• TASK DIRECTIONS:
Give only the number of lines in the records below that contain the word "impl".

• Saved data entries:

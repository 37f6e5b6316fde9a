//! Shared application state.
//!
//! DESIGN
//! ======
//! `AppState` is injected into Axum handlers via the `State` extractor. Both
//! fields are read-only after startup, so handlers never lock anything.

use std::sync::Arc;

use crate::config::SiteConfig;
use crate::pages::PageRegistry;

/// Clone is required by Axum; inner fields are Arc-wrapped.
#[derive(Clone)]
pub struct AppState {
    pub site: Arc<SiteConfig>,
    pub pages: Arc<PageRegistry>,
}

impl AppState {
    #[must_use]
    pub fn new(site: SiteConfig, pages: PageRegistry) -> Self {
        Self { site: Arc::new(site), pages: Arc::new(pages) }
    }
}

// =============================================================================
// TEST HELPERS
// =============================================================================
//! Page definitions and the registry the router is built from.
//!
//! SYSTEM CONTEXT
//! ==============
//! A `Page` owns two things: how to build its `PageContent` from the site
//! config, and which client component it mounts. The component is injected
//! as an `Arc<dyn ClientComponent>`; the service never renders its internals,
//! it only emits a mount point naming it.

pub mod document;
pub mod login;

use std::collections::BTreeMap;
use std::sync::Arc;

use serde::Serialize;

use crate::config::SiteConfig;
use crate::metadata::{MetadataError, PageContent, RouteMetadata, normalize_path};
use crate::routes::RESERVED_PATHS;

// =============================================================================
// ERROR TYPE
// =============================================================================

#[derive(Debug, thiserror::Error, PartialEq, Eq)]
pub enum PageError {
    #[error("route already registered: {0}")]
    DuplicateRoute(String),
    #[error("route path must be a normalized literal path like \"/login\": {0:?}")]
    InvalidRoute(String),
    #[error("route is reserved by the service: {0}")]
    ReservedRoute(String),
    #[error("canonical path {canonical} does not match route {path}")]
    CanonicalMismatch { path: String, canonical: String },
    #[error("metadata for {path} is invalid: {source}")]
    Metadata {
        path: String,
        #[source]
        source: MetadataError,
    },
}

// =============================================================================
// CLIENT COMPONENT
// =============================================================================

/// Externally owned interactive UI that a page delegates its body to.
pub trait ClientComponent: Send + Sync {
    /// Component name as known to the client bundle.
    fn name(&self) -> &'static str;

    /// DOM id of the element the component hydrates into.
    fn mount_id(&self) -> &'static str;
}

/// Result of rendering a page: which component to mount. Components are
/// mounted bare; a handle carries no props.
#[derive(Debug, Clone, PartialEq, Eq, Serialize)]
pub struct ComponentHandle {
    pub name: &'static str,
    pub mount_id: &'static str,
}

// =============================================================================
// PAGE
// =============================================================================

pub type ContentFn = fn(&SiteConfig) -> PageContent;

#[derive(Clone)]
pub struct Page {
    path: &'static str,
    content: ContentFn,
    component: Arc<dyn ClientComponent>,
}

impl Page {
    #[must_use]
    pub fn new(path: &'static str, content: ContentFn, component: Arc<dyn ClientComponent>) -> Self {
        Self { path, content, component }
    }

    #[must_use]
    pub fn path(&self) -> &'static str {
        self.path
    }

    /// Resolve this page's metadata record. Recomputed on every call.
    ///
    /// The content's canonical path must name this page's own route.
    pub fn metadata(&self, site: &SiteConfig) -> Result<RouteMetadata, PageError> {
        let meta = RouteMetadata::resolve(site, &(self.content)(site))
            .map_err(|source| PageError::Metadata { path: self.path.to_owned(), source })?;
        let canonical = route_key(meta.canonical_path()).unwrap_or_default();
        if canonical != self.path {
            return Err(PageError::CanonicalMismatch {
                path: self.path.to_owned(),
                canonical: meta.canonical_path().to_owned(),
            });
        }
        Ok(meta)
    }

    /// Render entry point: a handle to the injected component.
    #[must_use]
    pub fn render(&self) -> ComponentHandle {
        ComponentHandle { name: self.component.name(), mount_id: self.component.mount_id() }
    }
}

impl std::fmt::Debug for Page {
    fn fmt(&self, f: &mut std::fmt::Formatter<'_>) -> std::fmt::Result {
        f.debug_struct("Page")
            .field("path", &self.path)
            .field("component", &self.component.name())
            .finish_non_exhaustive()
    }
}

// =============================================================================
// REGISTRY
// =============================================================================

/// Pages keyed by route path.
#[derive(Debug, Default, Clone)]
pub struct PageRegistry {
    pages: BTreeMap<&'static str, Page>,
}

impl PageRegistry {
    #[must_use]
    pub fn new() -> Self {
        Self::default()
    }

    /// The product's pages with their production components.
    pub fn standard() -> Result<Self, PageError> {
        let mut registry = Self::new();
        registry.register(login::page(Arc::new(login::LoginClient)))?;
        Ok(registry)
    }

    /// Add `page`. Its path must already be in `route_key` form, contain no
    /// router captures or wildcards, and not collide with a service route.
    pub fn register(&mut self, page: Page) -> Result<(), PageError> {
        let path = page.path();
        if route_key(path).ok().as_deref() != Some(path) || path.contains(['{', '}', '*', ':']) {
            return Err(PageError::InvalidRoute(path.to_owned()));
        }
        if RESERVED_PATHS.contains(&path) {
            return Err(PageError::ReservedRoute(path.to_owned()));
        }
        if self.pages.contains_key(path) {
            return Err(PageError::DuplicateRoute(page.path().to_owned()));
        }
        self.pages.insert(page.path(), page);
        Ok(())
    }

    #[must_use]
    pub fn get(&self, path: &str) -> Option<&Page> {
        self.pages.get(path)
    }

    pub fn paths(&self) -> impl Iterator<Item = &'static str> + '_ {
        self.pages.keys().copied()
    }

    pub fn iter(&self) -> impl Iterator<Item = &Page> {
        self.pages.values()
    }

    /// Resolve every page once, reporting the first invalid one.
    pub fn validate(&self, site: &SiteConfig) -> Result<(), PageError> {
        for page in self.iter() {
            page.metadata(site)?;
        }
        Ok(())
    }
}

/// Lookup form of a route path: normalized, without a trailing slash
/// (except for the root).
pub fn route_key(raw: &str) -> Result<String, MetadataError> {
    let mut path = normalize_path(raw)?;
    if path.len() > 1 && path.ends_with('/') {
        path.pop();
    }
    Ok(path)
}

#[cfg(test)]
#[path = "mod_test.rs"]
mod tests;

• TASK ANSWER:
6